The new assembly, which will sit at the Stormont parliament building in Belfast, will select a 12-member cabinet. If, as expected, Paisley's DUP wins, he is likely to get the post of first minister. Sinn Fein, which is likely to be the second most- popular party, would probably get the deputy job, and may nominate Martin McGuinness.

Some like Paisley might wonder how republicans have come so far from the days when, in the name of trying to reunite Ireland and secure a better deal for the Catholic minority in the north, they waged war on police and security services. More than 300 officers in the former Royal Ulster Constabulary died during the 30-year "Troubles," the majority killed by the IRA.

Experts say a number of factors have pushed Sinn Fein. Henry Patterson, professor of politics at Ulster University, says astute leaders like Gerry Adams and Mr. McGuinness realized that the armed struggle was not going to yield a united Ireland.

"By the end of the 1980s, they were losing," he says. "They had to get away from their bombing past. They have done it very skillfully."

He warns that not everyone in the republican movement may act in good faith. Some, he says, believe in the reversal of Clausewitz's famous dictum: that politics is the continuation of war by other means.

Others say the real turning point for Northern Ireland was an event that occurred thousands of miles away. The attacks of Sept. 11 made terror attacks anathema to ordinary people. Political discourse may remain polarized, but an increasingly prosperous, apolitical public is weary of the rhetoric and wants normalization.

Feargal Cochrane, an expert in ethnic conflicts at England's Lancaster University, says that the shift in attitudes in the American-Irish diaspora had a big influence. Once, financial support came from activists happy to bankroll prison support and even weapons. This was superseded in the 1990s by corporate Irish-American supporters less comfortable with the armed struggle.

Still, there are many disenchanted republicans who don't support Sinn Fein's moderation.
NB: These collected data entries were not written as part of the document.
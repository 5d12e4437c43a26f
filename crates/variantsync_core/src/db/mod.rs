//! Node store bootstrap.
//!
//! One SQLite file holds every variant of every workspace in a single
//! `nodes` table; the repository layer scopes each query by
//! `(workspace, variant)`.
//!
//! # Invariants
//! - The schema revision lives in `PRAGMA user_version`.
//! - A store written by a newer binary is refused, never downgraded.
//! - Connections handed out are fully migrated.

use std::error::Error;
use std::fmt::{Display, Formatter};

pub mod migrations;
mod open;

pub use open::{open_db, open_db_in_memory};

pub type DbResult<T> = Result<T, DbError>;

/// Node store bootstrap failures.
#[derive(Debug)]
pub enum DbError {
    Sqlite(rusqlite::Error),
    /// The store was migrated by a newer binary.
    UnsupportedSchemaVersion {
        db_version: u32,
        latest_supported: u32,
    },
    /// One migration step failed; the whole batch was rolled back.
    Migration {
        version: u32,
        name: &'static str,
        source: rusqlite::Error,
    },
}

impl Display for DbError {
    fn fmt(&self, f: &mut Formatter<'_>) -> std::fmt::Result {
        match self {
            Self::Sqlite(err) => write!(f, "node store: {err}"),
            Self::UnsupportedSchemaVersion {
                db_version,
                latest_supported,
            } => write!(
                f,
                "node store schema v{db_version} was written by a newer binary (this one knows up to v{latest_supported})"
            ),
            Self::Migration {
                version,
                name,
                source,
            } => write!(f, "node store migration v{version} `{name}` failed: {source}"),
        }
    }
}

impl Error for DbError {
    fn source(&self) -> Option<&(dyn Error + 'static)> {
        match self {
            Self::Sqlite(err) => Some(err),
            Self::Migration { source, .. } => Some(source),
            Self::UnsupportedSchemaVersion { .. } => None,
        }
    }
}

impl From<rusqlite::Error> for DbError {
    fn from(value: rusqlite::Error) -> Self {
        Self::Sqlite(value)
    }
}
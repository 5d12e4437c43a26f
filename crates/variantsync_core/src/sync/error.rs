//! Sync engine error model.

use crate::config::ConfigError;
use crate::model::node::{NodeAggregateId, NodeScope};
use crate::model::variant::VariantId;
use crate::repo::node_repo::NodeRepoError;
use crate::translation::TranslationError;
use std::error::Error;
use std::fmt::{Display, Formatter};

/// Result type used by sync operations.
pub type SyncResult<T> = Result<T, SyncError>;

/// Errors raised while walking and propagating the content tree.
#[derive(Debug)]
pub enum SyncError {
    /// Configuration is missing or invalid; fatal to the whole run.
    Config(ConfigError),
    /// The walk root does not exist in the default variant.
    RootNotFound { scope: NodeScope, path: String },
    /// Lookup failure against the repository.
    Repo(NodeRepoError),
    /// The target variant rejected the structural copy.
    Adoption {
        node_id: NodeAggregateId,
        variant: VariantId,
        source: NodeRepoError,
    },
    /// The translator failed; the adopted counterpart stays untranslated.
    Translation {
        node_id: NodeAggregateId,
        variant: VariantId,
        source: TranslationError,
    },
    /// Writing translated fields or a tombstone failed.
    Write {
        node_id: NodeAggregateId,
        variant: VariantId,
        source: NodeRepoError,
    },
}

impl Display for SyncError {
    fn fmt(&self, f: &mut Formatter<'_>) -> std::fmt::Result {
        match self {
            Self::Config(err) => write!(f, "{err}"),
            Self::RootNotFound { scope, path } => {
                write!(f, "sync root `{path}` not found in {scope}")
            }
            Self::Repo(err) => write!(f, "{err}"),
            Self::Adoption {
                node_id,
                variant,
                source,
            } => write!(f, "cannot adopt node {node_id} into `{variant}`: {source}"),
            Self::Translation {
                node_id,
                variant,
                source,
            } => write!(f, "cannot translate node {node_id} into `{variant}`: {source}"),
            Self::Write {
                node_id,
                variant,
                source,
            } => write!(f, "cannot write node {node_id} in `{variant}`: {source}"),
        }
    }
}

impl Error for SyncError {
    fn source(&self) -> Option<&(dyn Error + 'static)> {
        match self {
            Self::Config(err) => Some(err),
            Self::RootNotFound { .. } => None,
            Self::Repo(err) => Some(err),
            Self::Adoption { source, .. } => Some(source),
            Self::Translation { source, .. } => Some(source),
            Self::Write { source, .. } => Some(source),
        }
    }
}

impl From<ConfigError> for SyncError {
    fn from(value: ConfigError) -> Self {
        Self::Config(value)
    }
}

impl From<NodeRepoError> for SyncError {
    fn from(value: NodeRepoError) -> Self {
        Self::Repo(value)
    }
}
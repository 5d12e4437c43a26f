//! Content tree domain model shared by every variant.
//!
//! # Responsibility
//! - Define the node record observed through one variant binding.
//! - Define variant identifiers and per-variant translation strategy.
//!
//! # Invariants
//! - Every node is identified by a stable `NodeAggregateId` shared across variants.
//! - Removal is represented by tombstones, not hard delete.

pub mod node;
pub mod variant;
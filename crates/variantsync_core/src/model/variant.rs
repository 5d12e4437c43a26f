//! Variant identifiers and translation strategy.

use serde::{Deserialize, Serialize};
use std::fmt::{Display, Formatter};

/// Identifier of one language variant, e.g. `en` or `de`.
#[derive(Debug, Clone, PartialEq, Eq, PartialOrd, Ord, Hash, Serialize, Deserialize)]
#[serde(transparent)]
pub struct VariantId(String);

impl VariantId {
    pub fn new(value: impl Into<String>) -> Self {
        Self(value.into())
    }

    pub fn as_str(&self) -> &str {
        &self.0
    }
}

impl Display for VariantId {
    fn fmt(&self, f: &mut Formatter<'_>) -> std::fmt::Result {
        f.write_str(&self.0)
    }
}

impl From<&str> for VariantId {
    fn from(value: &str) -> Self {
        Self::new(value)
    }
}

/// How a non-default variant follows the default variant.
#[derive(Debug, Clone, Copy, Default, PartialEq, Eq, Serialize, Deserialize)]
#[serde(rename_all = "snake_case")]
pub enum TranslationStrategy {
    /// Structure and content are propagated on every sync run.
    Sync,
    /// No relationship to the default variant.
    #[default]
    None,
    /// Editors maintain the variant by hand. Unknown strategy values land here.
    // `serde(other)` must stay on the last variant.
    #[serde(other)]
    Manual,
}

impl TranslationStrategy {
    pub fn as_str(self) -> &'static str {
        match self {
            Self::Sync => "sync",
            Self::Manual => "manual",
            Self::None => "none",
        }
    }
}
One former IRA member who was imprisoned, Gerry McGeough, announced his intent to run against Sinn Fein in coming elections. Others have hinted that they have signed up for policing to "destroy the force from within."

McGrady says that Sinn Fein will have to actively encourage cooperation with the police and oppose criminality energetically to demonstrate its good faith. "There still is a fault line, in that to articulate support for the police when you have physically and violently opposed it, requires more than just a statement," he says.

This might mean, for example, giving evidence against criminal republican elements, or turning in the so-called "freelance" criminals supposedly operating independently of Sinn Fein or the IRA.

The republican movement's peaceable credentials were badly damaged by the December 2004 Northern Bank robbery and the notorious murder a month later of a Catholic, Robert McCartney, in Belfast. On both occasions, republicans were suspected – but cooperation with the police was unforthcoming.

Since then, however, the review panel assessing the IRA's proclivity for violence and crime has reported a favorable tendency. A report due out Tuesday, to be published by the British and Irish governments, is expected to confirm that trend.